Slowly, late autumn turned to winter. The blood of Paris’ streets was washed away by watery snow while the wounds of all who had fought healed, all to make way for a new year. First came the time of Grantaire abandonment, of course. One by one, his friends left him behind. Feuilly never left for the winter, of course, but money was tighter than ever during the winter, and he and Grantaire were not close, besides. Prouvaire was the first to leave, mentioning quietly to Grantaire and Bahorel that his celebration began earlier than Christmas. Joly, who was adored by not only his parents, but seemingly every single aunt he was in possession of, left not long after, and so it went on. 

Grantaire had planned to once again send his mother a letter excusing himself from going home for Christmas, but before he could post it, he received one from her. His mother’s letter was short, but full to the brim with worry. News of the election tumult had reached the south, and she had written to ascertain whether he'd been harmed in the chaos. She couldn't imagine the truth, of course – that he had, however unwittingly, taken part in it. Rather than answer her with a new letter, he simply posted the letter he’d already written, which was dated a few days prior and made no mention of the tumult. He ought to answer her letter, as well, but he hadn’t the energy to spin a fiction for her and thus the letter excusing himself would have to do for now. 

He didn’t tell Bossuet any of this, a December evening at the Café Alexandre, but did make complaints about being left behind.

“You could go home as well, if you wished to,” Bossuet said, not unkindly.

“I don’t wish to,” Grantaire grumbled. 

“I miss them too, you know,” Bossuet said and gave the back of Grantaire’s hand a few pats. 

“You miss Jeanine,” Grantaire teased.

“Not just Jeanine,” Bossuet protested, but he couldn’t help but smile. “But yes, I miss her.” 

It had been a week since Joly left. Bossuet, with only the short trip to Meaux before him, was planning to leave in a few days time. 

“Your grisette — I assume she does not overwinter elsewhere?”

“Use her name, Grantaire,” Bossuet admonished. “And yes, she’s still here. In fact, we had a very lovely evening last night.” 

Grantaire snorted. 

“Was one of your ancestors a sultan, perhaps?” 

Bossuet sent him an annoyed look.

“I should find it unlikely that the relatives of a sultan be enslaved, no?” 

Grantaire startled. Though Bossuet had talked of slavery in the abstract often enough, he had always stayed away from any personal comments. But… there it was. 

“I apologise, that’s not what I meant.”

“I know.
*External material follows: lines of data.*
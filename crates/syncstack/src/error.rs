//! Engine error types.

use std::path::PathBuf;
use thiserror::Error;

/// Errors that can occur while inspecting or mutating a working copy.
#[derive(Error, Debug)]
pub enum SyncError {
    #[error("Git could not be started: {0}")]
    GitUnavailable(String),

    #[error("Git operation failed: {0}")]
    GitOperation(String),

    #[error("Git network error: {0}")]
    GitNetworkError(String),

    #[error("Git authentication failed: {0}")]
    GitAuthFailed(String),

    #[error("Not a git repository: {0}")]
    NotARepository(PathBuf),

    #[error("Path traversal detected: {0}")]
    PathTraversal(String),

    #[error("Invalid repository list: {0}")]
    InvalidRepoList(String),

    #[error("File operation failed: {0}")]
    Io(#[from] std::io::Error),
}

/// Errors raised while loading an [`EngineConfig`](crate::config::EngineConfig).
#[derive(Error, Debug)]
pub enum ConfigError {
    #[error("Failed to read config file '{path}': {source}")]
    ReadFile {
        path: PathBuf,
        #[source]
        source: std::io::Error,
    },

    #[error("Failed to parse config JSON: {0}")]
    ParseJson(#[from] serde_json::Error),

    #[error("Config validation failed: {message}")]
    Validation { message: String },

    #[error("Schema validation failed: {errors}")]
    SchemaValidation { errors: String },
}

/// Errors from the remote hosting API.
#[derive(Error, Debug)]
pub enum GatewayError {
    #[error("Request failed: {0}")]
    Transport(#[from] reqwest::Error),

    #[error("API returned {status}: {message}")]
    Status { status: u16, message: String },

    #[error("Unexpected API response: {0}")]
    Decode(String),

    #[error("Invalid request: {0}")]
    InvalidRequest(String),

    #[error("{0}")]
    Rejected(String),
}

/// Classifies a git stderr string into a more specific error variant.
pub fn classify_git_error(stderr: &str) -> SyncError {
    let lower = stderr.to_lowercase();

    if lower.contains("could not resolve host")
        || lower.contains("connection refused")
        || lower.contains("connection timed out")
        || lower.contains("network is unreachable")
        || lower.contains("unable to access")
        || lower.contains("failed to connect")
        || lower.contains("couldn't connect to server")
        || lower.contains("the remote end hung up unexpectedly")
    {
        return SyncError::GitNetworkError(stderr.trim().to_string());
    }

    if lower.contains("authentication failed")
        || lower.contains("permission denied")
        || lower.contains("invalid credentials")
        || lower.contains("could not read username")
    {
        return SyncError::GitAuthFailed(stderr.trim().to_string());
    }

    SyncError::GitOperation(stderr.trim().to_string())
}

/// Result type for engine operations.
pub type Result<T> = std::result::Result<T, SyncError>;

/// Result type for remote API calls.
pub type GatewayResult<T> = std::result::Result<T, GatewayError>;
//! Backup branches taken before destructive operations.

use std::path::Path;
use std::sync::Arc;

use chrono::{DateTime, Local};

use super::status::is_working_copy;
use super::types::{SnapshotInfo, SnapshotRef};
use crate::error::{classify_git_error, Result, SyncError};
use crate::vcs::parse::format_git_error;
use crate::vcs::VcsRunner;

/// Timestamp layout of backup branch names.
const TIMESTAMP_FORMAT: &str = "%Y%m%d_%H%M%S";

/// Upper bound on `-N` suffixes tried within one second.
const MAX_NAME_ATTEMPTS: u32 = 1000;

/// Creates and manages `<prefix>-backup-<YYYYMMDD_HHMMSS>` branches.
///
/// Backups are never deleted by the engine.
pub struct SnapshotManager {
    runner: Arc<dyn VcsRunner>,
    prefix: String,
}

impl SnapshotManager {
    pub fn new(runner: Arc<dyn VcsRunner>, prefix: impl Into<String>) -> Self {
        Self {
            runner,
            prefix: prefix.into(),
        }
    }

    /// Branch name namespace shared by all backups, e.g. `gh-sync-backup-`.
    pub fn namespace(&self) -> String {
        format!("{}-backup-", self.prefix)
    }

    /// Base branch name for a snapshot taken at `at`.
    pub fn branch_name_at(&self, at: &DateTime<Local>) -> String {
        format!("{}{}", self.namespace(), at.format(TIMESTAMP_FORMAT))
    }

    /// Points a new backup branch at `HEAD`.
    ///
    /// Returns `None` when the branch cannot be created, e.g. in a repository
    /// without commits. A second snapshot within the same second gets a
    /// `-1`, `-2`, ... suffix.
    pub fn snapshot(&self, path: &Path) -> Option<SnapshotRef> {
        self.snapshot_at(path, Local::now())
    }

    fn snapshot_at(&self, path: &Path, created_at: DateTime<Local>) -> Option<SnapshotRef> {
        let base = self.branch_name_at(&created_at);

        for attempt in 0..MAX_NAME_ATTEMPTS {
            let branch_name = if attempt == 0 {
                base.clone()
            } else {
                format!("{}-{}", base, attempt)
            };

            match self.branch_exists(path, &branch_name) {
                Ok(true) => continue,
                Ok(false) => {}
                Err(e) => {
                    log::warn!("Snapshot skipped in {}: {}", path.display(), e);
                    return None;
                }
            }

            return match self.runner.run(path, &["branch", &branch_name]) {
                Ok(output) if output.success() => {
                    log::info!("Created backup branch {} in {}", branch_name, path.display());
                    Some(SnapshotRef {
                        branch_name,
                        created_at,
                    })
                }
                Ok(output) => {
                    log::warn!(
                        "Could not create backup branch in {}: {}",
                        path.display(),
                        format_git_error(&output)
                    );
                    None
                }
                Err(failure) => {
                    log::warn!("Snapshot skipped in {}: {}", path.display(), failure);
                    None
                }
            };
        }

        log::warn!("No free backup branch name for {} in {}", base, path.display());
        None
    }

    /// Lists backup branches, newest first.
    pub fn list(&self, path: &Path) -> Result<Vec<SnapshotInfo>> {
        if !is_working_copy(path) {
            return Err(SyncError::NotARepository(path.to_path_buf()));
        }

        let pattern = format!("refs/heads/{}*", self.namespace());
        let output = self
            .runner
            .run(
                path,
                &[
                    "for-each-ref",
                    "--sort=-committerdate",
                    "--format=%(refname:short)%1f%(objectname:short)%1f%(committerdate:unix)",
                    &pattern,
                ],
            )
            .map_err(|failure| SyncError::GitUnavailable(failure.reason))?;

        if !output.success() {
            return Err(classify_git_error(&format_git_error(&output)));
        }

        let snapshots = output
            .stdout
            .lines()
            .filter_map(|line| {
                let mut fields = line.split('\u{1f}');
                let branch_name = fields.next()?.trim().to_string();
                let commit = fields.next()?.trim().to_string();
                let committed_at = fields.next()?.trim().parse().ok()?;
                Some(SnapshotInfo {
                    branch_name,
                    commit,
                    committed_at,
                })
            })
            .collect();

        Ok(snapshots)
    }

    /// Hard-resets the current branch to a backup branch.
    ///
    /// A fresh snapshot of the current state is taken first and returned.
    /// Only branches inside this manager's namespace can be restored.
    pub fn restore(&self, path: &Path, branch_name: &str) -> Result<Option<SnapshotRef>> {
        if !is_working_copy(path) {
            return Err(SyncError::NotARepository(path.to_path_buf()));
        }
        if !branch_name.starts_with(&self.namespace()) {
            return Err(SyncError::GitOperation(format!(
                "'{}' is not a backup branch",
                branch_name
            )));
        }
        if !self.branch_exists(path, branch_name)? {
            return Err(SyncError::GitOperation(format!(
                "Backup branch '{}' not found",
                branch_name
            )));
        }

        let safety = self.snapshot(path);

        let target = format!("refs/heads/{}", branch_name);
        let output = self
            .runner
            .run(path, &["reset", "--hard", &target])
            .map_err(|failure| SyncError::GitUnavailable(failure.reason))?;

        if output.success() {
            log::info!("Restored {} from {}", path.display(), branch_name);
            Ok(safety)
        } else {
            Err(classify_git_error(&format_git_error(&output)))
        }
    }

    fn branch_exists(&self, path: &Path, branch_name: &str) -> Result<bool> {
        let reference = format!("refs/heads/{}", branch_name);
        self.runner
            .run(path, &["show-ref", "--verify", "--quiet", &reference])
            .map(|output| output.success())
            .map_err(|failure| SyncError::GitUnavailable(failure.reason))
    }
}

#[cfg(test)]
mod tests {
    use super::*;
    use crate::vcs::testing::ScriptedRunner;
    use chrono::TimeZone;
    use tempfile::TempDir;

    fn manager(runner: ScriptedRunner) -> (SnapshotManager, Arc<ScriptedRunner>) {
        let runner = Arc::new(runner);
        (SnapshotManager::new(runner.clone(), "gh-sync"), runner)
    }

    #[test]
    fn test_branch_name_format() {
        let (manager, _) = manager(ScriptedRunner::new());
        let at = Local.with_ymd_and_hms(2024, 3, 9, 7, 5, 1).unwrap();
        assert_eq!(manager.branch_name_at(&at), "gh-sync-backup-20240309_070501");
    }

    #[test]
    fn test_snapshot_creates_branch() {
        let dir = TempDir::new().unwrap();
        let (manager, runner) = manager(ScriptedRunner::new().fail(&["show-ref"], ""));

        let snapshot = manager.snapshot(dir.path()).unwrap();
        assert!(snapshot.branch_name.starts_with("gh-sync-backup-"));
        assert!(runner.called(&["branch", &snapshot.branch_name]));
    }

    #[test]
    fn test_snapshot_suffixes_taken_name() {
        let dir = TempDir::new().unwrap();
        let at = Local.with_ymd_and_hms(2024, 3, 9, 7, 5, 1).unwrap();
        let (manager, runner) = manager(
            ScriptedRunner::new()
                .ok(
                    &["show-ref", "--verify", "--quiet", "refs/heads/gh-sync-backup-20240309_070501"],
                    "",
                )
                .ok(
                    &["show-ref", "--verify", "--quiet", "refs/heads/gh-sync-backup-20240309_070501-1"],
                    "",
                )
                .fail(&["show-ref"], ""),
        );

        let snapshot = manager.snapshot_at(dir.path(), at).unwrap();
        assert_eq!(snapshot.branch_name, "gh-sync-backup-20240309_070501-2");
        assert!(runner.called(&["branch", "gh-sync-backup-20240309_070501-2"]));
        assert!(!runner.called(&["branch", "gh-sync-backup-20240309_070501"]));
    }

    #[test]
    fn test_snapshot_failure_returns_none() {
        let dir = TempDir::new().unwrap();
        let (manager, _) = manager(
            ScriptedRunner::new()
                .fail(&["show-ref"], "")
                .fail(&["branch"], "fatal: not a valid object name: 'master'"),
        );

        assert!(manager.snapshot(dir.path()).is_none());
    }

    #[test]
    fn test_snapshot_absent_git_returns_none() {
        let dir = TempDir::new().unwrap();
        let (manager, _) = manager(ScriptedRunner::new().absent(&[]));
        assert!(manager.snapshot(dir.path()).is_none());
    }

    #[test]
    fn test_restore_refuses_foreign_branch() {
        let dir = TempDir::new().unwrap();
        std::fs::create_dir(dir.path().join(".git")).unwrap();
        let (manager, runner) = manager(ScriptedRunner::new());

        let err = manager.restore(dir.path(), "main").unwrap_err();
        assert!(err.to_string().contains("not a backup branch"));
        assert!(!runner.called(&["reset"]));
    }

    #[test]
    fn test_list_parses_refs() {
        let dir = TempDir::new().unwrap();
        std::fs::create_dir(dir.path().join(".git")).unwrap();
        let (manager, _) = manager(ScriptedRunner::new().ok(
            &["for-each-ref"],
            "gh-sync-backup-20240102_000000\u{1f}abc1234\u{1f}1704153600\n\
             gh-sync-backup-20240101_000000\u{1f}def5678\u{1f}1704067200\n",
        ));

        let snapshots = manager.list(dir.path()).unwrap();
        assert_eq!(snapshots.len(), 2);
        assert_eq!(snapshots[0].commit, "abc1234");
        assert_eq!(snapshots[1].committed_at, 1_704_067_200);
    }
}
You’re not the only one who struggles with this time of year, you know…” Bossuet sighed and rubbed his eyes. 

Grantaire didn’t know much of Bossuet’s relationship to his family for he had never spoken of it directly, but he did know Bossuet had spent some of his childhood in the Caribbean, and that he had only been legitimised when he was brought to France. It was not difficult to imagine what might have transpired, but still, Grantaire found himself just about to ask about it when Bossuet spoke again: 

“Let us see if we can’t get The Piano Queen to play for us and see if we can get some dancing going.”

They indeed did manage it, and did indeed dance a few rounds together till the idea of them as lovers suddenly struck them as the funniest thing in the world. Doubled over laughing, they decided to find new partners, and Grantaire danced a few rounds with Dame Cécile, an elegant travesti who numbered among the pianist’s close friends. As the dame moved on to greener pastures, Grantaire found himself dancing with an Emile, who made it abundantly clear he would only dance the male part. While Grantaire had no objection to dancing the female part, and indeed found such posturing silly — here, of all places! — he found it so off-putting that he only danced a single round with him. He drank enough that evening that he scarcely remembered his next partners, apart from to say that there had been at least two more, and only once he hit the fresh air outside did the fuzziness of his memory let up. 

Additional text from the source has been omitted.